(Extracted records)
• • •
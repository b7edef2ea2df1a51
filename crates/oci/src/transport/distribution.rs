//! Registry transport backed by `oci-distribution`.

use async_trait::async_trait;
use oci_distribution::client::{ClientConfig, ClientProtocol};
use oci_distribution::manifest::{OciImageIndex, OciImageManifest, OciManifest};
use oci_distribution::secrets::RegistryAuth;
use oci_distribution::{Client, Reference, RegistryOperation};
use serde_json::Value;
use std::path::{Path, PathBuf};
use tokio::sync::RwLock;
use tracing::{debug, info, trace, warn};

use super::{RegistryTransport, UploadResponse, unpack_layer};
use crate::archive::sha256_digest;
use crate::credentials::ResolvedCredentials;
use crate::docker_config::DockerConfigAuth;
use crate::image::Descriptor;
use crate::reference::ContainerReference;
use crate::{
    Error, IMAGE_INDEX_MEDIA_TYPE, LAYER_MEDIA_TYPE, LAYER_TAR_MEDIA_TYPE, Result,
    TITLE_ANNOTATION,
};

/// Layer media types accepted on pull.
const PULL_MEDIA_TYPES: [&str; 4] = [
    LAYER_MEDIA_TYPE,
    LAYER_TAR_MEDIA_TYPE,
    "application/vnd.docker.image.rootfs.diff.tar.gzip",
    "application/octet-stream",
];

/// [`RegistryTransport`] over the `oci-distribution` client.
pub struct DistributionTransport {
    client: Client,
    auth: RwLock<RegistryAuth>,
}

impl Default for DistributionTransport {
    fn default() -> Self {
        Self::new()
    }
}

impl DistributionTransport {
    /// Create an HTTPS transport with anonymous access.
    #[must_use]
    pub fn new() -> Self {
        Self::with_protocol(ClientProtocol::Https)
    }

    /// Create a transport, using plain HTTP when `insecure` is set.
    #[must_use]
    pub fn insecure(insecure: bool) -> Self {
        if insecure {
            Self::with_protocol(ClientProtocol::Http)
        } else {
            Self::new()
        }
    }

    /// Create a transport speaking `protocol`.
    #[must_use]
    pub fn with_protocol(protocol: ClientProtocol) -> Self {
        let config = ClientConfig {
            protocol,
            ..Default::default()
        };
        Self {
            client: Client::new(config),
            auth: RwLock::new(RegistryAuth::Anonymous),
        }
    }

    /// Authenticate with resolved credentials.
    #[must_use]
    pub fn with_credentials(self, credentials: &ResolvedCredentials) -> Self {
        debug!(
            registry = credentials.registry.as_deref(),
            backend = %credentials.backend,
            "Configuring registry credentials"
        );
        Self {
            auth: RwLock::new(credentials.registry_auth()),
            ..self
        }
    }

    async fn current_auth(&self) -> RegistryAuth {
        self.auth.read().await.clone()
    }

    async fn authenticate_push(&self, reference: &Reference) -> Result<()> {
        let auth = self.current_auth().await;
        self.client
            .auth(reference, &auth, RegistryOperation::Push)
            .await
            .map_err(|e| Error::registry(format!("authentication for {reference} failed: {e}")))?;
        Ok(())
    }
}

fn to_oci_manifest(manifest: &Value, media_type: &str) -> Result<OciManifest> {
    if media_type == IMAGE_INDEX_MEDIA_TYPE {
        let index: OciImageIndex = serde_json::from_value(manifest.clone())?;
        Ok(OciManifest::ImageIndex(index))
    } else {
        let image: OciImageManifest = serde_json::from_value(manifest.clone())?;
        Ok(OciManifest::Image(image))
    }
}

/// Digest in the last segment of a manifest URL, if it is addressed by digest.
fn digest_from_location(location: &str) -> Option<String> {
    location
        .split(['?', '#'])
        .next()?
        .rsplit('/')
        .next()
        .filter(|segment| segment.starts_with("sha256:"))
        .map(ToString::to_string)
}

#[async_trait]
impl RegistryTransport for DistributionTransport {
    async fn fetch_manifest(
        &self,
        reference: &ContainerReference,
        media_types: &[&str],
    ) -> Result<Value> {
        let target = reference.to_distribution();
        let auth = self.current_auth().await;
        trace!(%target, ?media_types, "Fetching manifest");

        let (raw, digest) = self
            .client
            .pull_manifest_raw(&target, &auth, media_types)
            .await
            .map_err(|e| Error::registry(format!("failed to fetch manifest {target}: {e}")))?;

        debug!(%target, %digest, "Fetched manifest");
        Ok(serde_json::from_slice(&raw)?)
    }

    async fn upload_manifest(
        &self,
        reference: &ContainerReference,
        manifest: &Value,
        media_type: &str,
    ) -> Result<UploadResponse> {
        let target = reference.to_distribution();
        let oci_manifest = to_oci_manifest(manifest, media_type)?;
        // The client sends canonical JSON: sorted keys, no whitespace.
        let body = serde_json::to_vec(&serde_json::to_value(&oci_manifest)?)?;

        self.authenticate_push(&target).await?;
        let location = self
            .client
            .push_manifest(&target, &oci_manifest)
            .await
            .map_err(|e| Error::registry(format!("failed to upload manifest {target}: {e}")))?;

        let digest = digest_from_location(&location).unwrap_or_else(|| sha256_digest(&body));
        info!(%target, %location, %digest, "Uploaded manifest");
        Ok(UploadResponse {
            location: Some(location),
            content_digest: Some(digest),
            content_length: Some(body.len() as u64),
        })
    }

    async fn upload_blob(
        &self,
        reference: &ContainerReference,
        descriptor: &Descriptor,
        data: &[u8],
    ) -> Result<UploadResponse> {
        let computed = sha256_digest(data);
        if computed != descriptor.digest {
            return Err(Error::registry(format!(
                "blob digest mismatch: descriptor says {}, content is {computed}",
                descriptor.digest
            )));
        }

        let target = reference.to_distribution();
        self.authenticate_push(&target).await?;
        let location = self
            .client
            .push_blob(&target, data, &descriptor.digest)
            .await
            .map_err(|e| {
                Error::registry(format!("failed to upload blob {}: {e}", descriptor.digest))
            })?;

        debug!(digest = %descriptor.digest, size = data.len(), "Uploaded blob");
        Ok(UploadResponse {
            location: Some(location),
            content_digest: Some(descriptor.digest.clone()),
            content_length: Some(data.len() as u64),
        })
    }

    async fn pull(
        &self,
        reference: &ContainerReference,
        destination: &Path,
    ) -> Result<Vec<PathBuf>> {
        let target = reference.to_distribution();
        let auth = self.current_auth().await;
        info!(%target, ?destination, "Pulling artifact");

        let image = self
            .client
            .pull(&target, &auth, PULL_MEDIA_TYPES.to_vec())
            .await
            .map_err(|e| Error::registry(format!("failed to pull {target}: {e}")))?;

        let mut files = Vec::new();
        for layer in &image.layers {
            let title = layer
                .annotations
                .as_ref()
                .and_then(|annotations| annotations.get(TITLE_ANNOTATION))
                .cloned()
                .unwrap_or_else(|| sha256_digest(&layer.data).replace(':', "-"));
            files.extend(unpack_layer(
                &layer.data,
                &layer.media_type,
                &title,
                destination,
            )?);
        }

        debug!(%target, file_count = files.len(), "Pulled artifact");
        Ok(files)
    }

    async fn load_auth_config(&self, reference: &ContainerReference) -> Result<()> {
        if !matches!(*self.auth.read().await, RegistryAuth::Anonymous) {
            return Ok(());
        }

        let config = match DockerConfigAuth::load() {
            Ok(config) => config,
            Err(e) => {
                warn!(error = %e, "Ignoring unreadable docker config");
                return Ok(());
            }
        };

        if let Some(auth) = config.registry_auth(&reference.registry) {
            *self.auth.write().await = auth;
        }
        Ok(())
    }
}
• • •
#### [Description of the task]
Within the entries above, find each line where "warn" appears; copy every one.

#### [Task answer]
use tracing::{debug, info, trace, warn};
                warn!(error = %e, "Ignoring unreadable docker config");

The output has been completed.